As paratireoides são quatro glândulas que ficam no pescoço, atrás da tireoide. A função delas é controlar os níveis de cálcio no sangue por meio da produção do paratormônio (PTH) que, por sua vez, age nos ossos, rins e intestino. Quando há produção excessiva de PTH, os níveis de cálcio no sangue sobem e o fósforo cai.
“O adenoma de paratireoide é um tumor benigno, entretanto, ele leva ao hiperparatireoidismo, uma alteração das glândulas paratireoides. O hiperparatireoidismo também pode ser causado por hiperplasia (crescimento anormal, mas benigno das glândulas) e raramente por um câncer raro, o carcinoma de paratireoide”, explica Dra. Rosália Padovani, endocrinologista da diretoria da Sociedade Brasileira de Endocrinologia e Metabologia Regional São Paulo (SBEM-SP).
Algumas das complicações do hiperparatireoidismo são osteoporose, fraturas e cálculos renais.

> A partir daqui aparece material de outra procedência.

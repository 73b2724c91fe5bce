use std::time::Duration;

use forgebox::{PipelineError, ProcessError};

use super::{TestPipeline, program};

#[tokio::test]
async fn test_every_outcome_leaves_nothing_behind() {
    let test = TestPipeline::with_config(|config| config.limits.run_timeout_ms = 300);
    let programs = [
        "echo ok",
        "# forgebox:compile-error",
        "# forgebox:compile-stdout",
        "exit 1",
        "exec sleep 30",
        "mkdir -p out/deeper && echo x > out/deeper/file && echo y > stray",
    ];

    for body in programs {
        test.pipeline
            .run(&program(body))
            .await
            .expect("pipeline failed");
        assert_eq!(test.leftovers(), 0, "leftovers after {body:?}");
    }
}

#[tokio::test]
async fn test_launch_failure_is_internal_and_cleaned() {
    let test = TestPipeline::with_config(|config| {
        config.toolchain.command = vec!["/nonexistent/san/bin/san".to_string()];
    });

    let err = test
        .pipeline
        .run(&program("echo hi"))
        .await
        .expect_err("expected internal failure");

    assert!(matches!(
        err,
        PipelineError::Process(ProcessError::Spawn { .. })
    ));
    assert_eq!(test.leftovers(), 0);
}

#[tokio::test]
async fn test_cancelled_request_is_cleaned() {
    let test = TestPipeline::new();
    let request = program("exec sleep 30");

    let cancelled =
        tokio::time::timeout(Duration::from_millis(500), test.pipeline.run(&request)).await;

    assert!(cancelled.is_err(), "request should still be running");
    assert_eq!(test.leftovers(), 0);
}

#[tokio::test]
async fn test_cancelled_request_kills_background_jobs() {
    let test = TestPipeline::new();
    let outside = tempfile::tempdir().expect("failed to create marker dir");
    let marker = outside.path().join("alive");
    let request = program(&format!(
        "(sleep 1; echo alive > '{}') &\nwait",
        marker.display()
    ));

    let cancelled =
        tokio::time::timeout(Duration::from_millis(500), test.pipeline.run(&request)).await;
    assert!(cancelled.is_err(), "request should still be running");

    tokio::time::sleep(Duration::from_millis(1500)).await;
    assert!(!marker.exists(), "background job outlived the cancelled request");
    assert_eq!(test.leftovers(), 0);
}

O diagnóstico do hiperparatireoidismo é feito através da avaliação do perfil de cálcio no sangue e cálcio na urina de 24 horas. Uma vez confirmando o diagnóstico da doença, serão necessários exames de imagem das paratireoides. Dra. Rosália explica que o tratamento normalmente é cirúrgico, mas em alguns casos pode-se optar somente por acompanhamento.